As Mostapha said, it’s trivial to get surface heat flux from OpenStudio/EnergyPlus. If you’re looking for surface temperature, you can obtain that directly from EnergyPlus as well. Just make sure to specify these variables in the EPOutputs component.
thank you both for the answer. I am somewhat getting aware of complexity of the matter. I deal with lightweight facade. It is “kind of” back-ventilated. It is not air-tight, the cavity is small, so it’s really something between “ventilated” and “closed cavity”. That brought me to simply use CFD, where the convection takes care of itself on the on the outside AND in the cavity of cladding panel as natural convection develops. So the remaining piece in the puzzle is to correctly define surface heat flux.
What I was not able to find anywhere either is, how (if at all) sky cover influences the radiation value. Could you please comment on that?
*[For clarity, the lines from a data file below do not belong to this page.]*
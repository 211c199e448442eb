//! Name resolution
//!
//! Assigns a [`Unique`] to every [`Name`] in a freshly parsed tree. The walk is
//! pre-order and depth-first, visiting a lambda's parameter before its body,
//! so Uniques are numbered in textual order.
//!
//! Resolution is scope-aware: each lambda binder gets a fresh Unique, and a
//! variable takes the Unique of the innermost enclosing binder with the same
//! spelling. Two lambdas that bind the same spelling therefore get distinct
//! Uniques. Free spellings get one Unique each, shared by all their
//! occurrences.
//!
//! All state lives in one [`Interner`]; nothing is shared between calls.

use crate::config::{CodecConfig, MIN_STACK_RED_ZONE, STACK_GROWTH_SIZE};
use crate::error::{CoreError, CoreResult};
use crate::name::{Name, Unique};
use crate::term::{Program, Term};
use hashbrown::HashMap;
use tracing::debug;

/// Unique assignment state for one resolution pass
#[derive(Debug)]
pub struct Interner {
    /// Binders in scope, innermost last
    scopes: Vec<(String, Unique)>,
    /// Uniques of spellings with no enclosing binder
    free: HashMap<String, Unique>,
    next: Unique,
    max_depth: usize,
}

impl Default for Interner {
    fn default() -> Self {
        Self::new()
    }
}

impl Interner {
    pub fn new() -> Self {
        Self::with_config(&CodecConfig::default())
    }

    pub fn with_config(config: &CodecConfig) -> Self {
        Self {
            scopes: Vec::new(),
            free: HashMap::new(),
            next: Unique::default(),
            max_depth: config.max_term_depth,
        }
    }

    /// Number of Uniques handed out so far
    pub fn assigned(&self) -> u64 {
        self.next.to_int()
    }

    fn fresh(&mut self) -> Unique {
        let unique = self.next;
        self.next = unique.next();
        unique
    }

    fn resolve(&mut self, text: &str) -> Unique {
        if let Some((_, unique)) = self.scopes.iter().rev().find(|(bound, _)| bound == text) {
            return *unique;
        }
        if let Some(unique) = self.free.get(text) {
            return *unique;
        }
        let unique = self.fresh();
        self.free.insert(text.to_string(), unique);
        unique
    }

    /// Fill in every Unique of a program, in place
    pub fn program(&mut self, program: &mut Program<Name>) -> CoreResult<()> {
        self.term(&mut program.term)?;
        debug!(
            version = %program.version,
            uniques = self.assigned(),
            free = self.free.len(),
            "interned program"
        );
        Ok(())
    }

    /// Fill in every Unique of a term, in place
    pub fn term(&mut self, term: &mut Term<Name>) -> CoreResult<()> {
        self.term_at(term, 0)
    }

    fn term_at(&mut self, term: &mut Term<Name>, depth: usize) -> CoreResult<()> {
        if depth > self.max_depth {
            return Err(CoreError::DepthLimit {
                limit: self.max_depth,
            });
        }
        stacker::maybe_grow(MIN_STACK_RED_ZONE, STACK_GROWTH_SIZE, || {
            self.term_at_impl(term, depth)
        })
    }

    /// Implementation (called via stacker::maybe_grow)
    fn term_at_impl(&mut self, term: &mut Term<Name>, depth: usize) -> CoreResult<()> {
        match term {
            Term::Var(name) => {
                name.unique = self.resolve(&name.text);
                Ok(())
            }
            Term::Lambda { parameter, body } => {
                parameter.unique = self.fresh();
                self.scopes.push((parameter.text.clone(), parameter.unique));
                let result = self.term_at(body, depth + 1);
                self.scopes.pop();
                result
            }
            Term::Delay(inner) | Term::Force(inner) => self.term_at(inner, depth + 1),
            Term::Apply { function, argument } => {
                self.term_at(function, depth + 1)?;
                self.term_at(argument, depth + 1)
            }
            Term::Constr { fields, .. } => {
                for field in fields {
                    self.term_at(field, depth + 1)?;
                }
                Ok(())
            }
            Term::Case {
                scrutinee,
                branches,
            } => {
                self.term_at(scrutinee, depth + 1)?;
                for branch in branches {
                    self.term_at(branch, depth + 1)?;
                }
                Ok(())
            }
            Term::Constant(_) | Term::Builtin(_) | Term::Error => Ok(()),
        }
    }
}

/// Resolve every name of a parsed program with a fresh [`Interner`]
pub fn intern_program(program: Program<Name>) -> CoreResult<Program<Name>> {
    intern_program_with_config(program, &CodecConfig::default())
}

pub fn intern_program_with_config(
    mut program: Program<Name>,
    config: &CodecConfig,
) -> CoreResult<Program<Name>> {
    Interner::with_config(config).program(&mut program)?;
    Ok(program)
}

/// Resolve every name of a parsed term with a fresh [`Interner`]
pub fn intern_term(term: Term<Name>) -> CoreResult<Term<Name>> {
    intern_term_with_config(term, &CodecConfig::default())
}

pub fn intern_term_with_config(mut term: Term<Name>, config: &CodecConfig) -> CoreResult<Term<Name>> {
    Interner::with_config(config).term(&mut term)?;
    Ok(term)
}
//! Term representation
//!
//! Untyped Plutus Core terms, generic over the binder form `T`:
//!
//! ```text
//! Term ::= Var T | Delay Term | Force Term | Lambda T Term | Apply Term Term
//!        | Constant | Builtin id | Error
//!        | Constr tag [Term] | Case Term [Term]
//! ```
//!
//! Every node owns its children; trees have no sharing and no cycles.

use crate::config::{MIN_STACK_RED_ZONE, STACK_GROWTH_SIZE};
use crate::constant::Constant;
use num_bigint::BigInt;
use serde::{Deserialize, Serialize};
use std::fmt;

/// Builtin function, identified only by its catalog id
#[derive(Clone, Copy, Debug, PartialEq, Eq, Hash, PartialOrd, Ord, Serialize, Deserialize)]
pub struct BuiltinId(pub u8);

impl BuiltinId {
    pub fn to_int(self) -> u8 {
        let BuiltinId(result) = self;
        result
    }
}

/// Language version of a program
#[derive(Clone, Copy, Debug, PartialEq, Eq, Hash, PartialOrd, Ord, Serialize, Deserialize)]
pub struct Version {
    pub major: u32,
    pub minor: u32,
    pub patch: u32,
}

impl Version {
    pub const fn new(major: u32, minor: u32, patch: u32) -> Self {
        Version {
            major,
            minor,
            patch,
        }
    }

    /// 1.0.0: the original language
    pub const V1_0_0: Version = Version::new(1, 0, 0);

    /// 1.1.0: adds `constr` and `case`
    pub const V1_1_0: Version = Version::new(1, 1, 0);
}

impl From<(u32, u32, u32)> for Version {
    fn from((major, minor, patch): (u32, u32, u32)) -> Self {
        Version::new(major, minor, patch)
    }
}

impl fmt::Display for Version {
    fn fmt(&self, f: &mut fmt::Formatter<'_>) -> fmt::Result {
        write!(f, "{}.{}.{}", self.major, self.minor, self.patch)
    }
}

/// A term over binder form `T`
#[derive(Clone, Debug, PartialEq, Eq, Serialize, Deserialize)]
pub enum Term<T> {
    Var(T),
    Delay(Box<Term<T>>),
    Lambda {
        parameter: T,
        body: Box<Term<T>>,
    },
    Apply {
        function: Box<Term<T>>,
        argument: Box<Term<T>>,
    },
    Constant(Constant),
    Force(Box<Term<T>>),
    Error,
    Builtin(BuiltinId),
    /// Constructor application (since 1.1.0)
    Constr { tag: u64, fields: Vec<Term<T>> },
    /// Case analysis over a constructor value (since 1.1.0)
    Case {
        scrutinee: Box<Term<T>>,
        branches: Vec<Term<T>>,
    },
}

impl<T> Term<T> {
    pub fn var(binder: T) -> Self {
        Term::Var(binder)
    }

    pub fn lambda(parameter: T, body: Term<T>) -> Self {
        Term::Lambda {
            parameter,
            body: Box::new(body),
        }
    }

    pub fn apply(function: Term<T>, argument: Term<T>) -> Self {
        Term::Apply {
            function: Box::new(function),
            argument: Box::new(argument),
        }
    }

    pub fn delay(term: Term<T>) -> Self {
        Term::Delay(Box::new(term))
    }

    pub fn force(term: Term<T>) -> Self {
        Term::Force(Box::new(term))
    }

    pub fn constant(constant: Constant) -> Self {
        Term::Constant(constant)
    }

    pub fn integer(value: impl Into<BigInt>) -> Self {
        Term::Constant(Constant::Integer(value.into()))
    }

    pub fn byte_string(bytes: impl Into<Vec<u8>>) -> Self {
        Term::Constant(Constant::ByteString(bytes.into()))
    }

    pub fn string(text: impl Into<String>) -> Self {
        Term::Constant(Constant::String(text.into()))
    }

    pub fn unit() -> Self {
        Term::Constant(Constant::Unit)
    }

    pub fn bool(value: bool) -> Self {
        Term::Constant(Constant::Bool(value))
    }

    pub fn builtin(id: u8) -> Self {
        Term::Builtin(BuiltinId(id))
    }

    pub fn error() -> Self {
        Term::Error
    }

    pub fn constr(tag: u64, fields: Vec<Term<T>>) -> Self {
        Term::Constr { tag, fields }
    }

    pub fn case(scrutinee: Term<T>, branches: Vec<Term<T>>) -> Self {
        Term::Case {
            scrutinee: Box::new(scrutinee),
            branches,
        }
    }

    /// Apply this term to each argument in turn
    #[must_use]
    pub fn apply_all(self, arguments: impl IntoIterator<Item = Term<T>>) -> Self {
        arguments
            .into_iter()
            .fold(self, |function, argument| Term::apply(function, argument))
    }

    /// Get a short description of the term kind
    pub fn kind(&self) -> &'static str {
        match self {
            Term::Var(_) => "var",
            Term::Delay(_) => "delay",
            Term::Lambda { .. } => "lam",
            Term::Apply { .. } => "apply",
            Term::Constant(_) => "con",
            Term::Force(_) => "force",
            Term::Error => "error",
            Term::Builtin(_) => "builtin",
            Term::Constr { .. } => "constr",
            Term::Case { .. } => "case",
        }
    }

    /// Height of the term tree (leaves have depth 0)
    pub fn depth(&self) -> usize {
        stacker::maybe_grow(MIN_STACK_RED_ZONE, STACK_GROWTH_SIZE, || self.depth_impl())
    }

    /// Implementation (called via stacker::maybe_grow)
    fn depth_impl(&self) -> usize {
        match self {
            Term::Var(_) | Term::Constant(_) | Term::Error | Term::Builtin(_) => 0,
            Term::Delay(t) | Term::Force(t) | Term::Lambda { body: t, .. } => 1 + t.depth(),
            Term::Apply { function, argument } => 1 + function.depth().max(argument.depth()),
            Term::Constr { fields, .. } => {
                1 + fields.iter().map(Term::depth).max().unwrap_or(0)
            }
            Term::Case {
                scrutinee,
                branches,
            } => {
                let branch_depth = branches.iter().map(Term::depth).max().unwrap_or(0);
                1 + scrutinee.depth().max(branch_depth)
            }
        }
    }
}

/// A versioned program
#[derive(Clone, Debug, PartialEq, Eq, Serialize, Deserialize)]
pub struct Program<T> {
    pub version: Version,
    pub term: Term<T>,
}

impl<T> Program<T> {
    pub fn new(version: impl Into<Version>, term: Term<T>) -> Self {
        Program {
            version: version.into(),
            term,
        }
    }
}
Yes it will. I was a little unclear in the previous post: specifically the sky will contribute (short-wave) diffuse radiation from reflected solar, and (long-wave) infrared radiation due to the sky temperature and emissivity.
Don’t you need the the surface heat flux from the other side of your cavity as well, for your CFD. Even assuming you can obtain the heat flux from solar and infra, what about the heat transferred from the inside of the building to your cavity?
Is this a single-point in time analysis or an annual analysis?
If it’s a single point in time, you can model a steady-state condition with THERM. THERM has materials in its library to represent slightly-ventilated air cavities. You can also model the radiant environment in THERM (although I haven’t done this before) which I believe is fairly straightforward. Plus you get accurate thermal bridging.
Would you let me know the image credit? Because I am calculating the heat transfer on the exterior wall surface, I would like to know where I can find the image and formula above.
It’s from “Heat and Mass Transfer: Fundamentals & Applications.” by Yunus A. Cengel, and Afshin J. Ghajar, pg 91 of the 5th edition. You should be able to find a pdf of the entire textbook online pretty easily.
I would start with chapter 1, section 4-5, which goes over the theoretical foundations of surface heat balances and the three heat transfer modes. Then chapter 2, section 4 goes over the specific equations for each mode at the boundary of a mass, and will guide you to the specific example of steady-state surface heat flux of an exterior wall.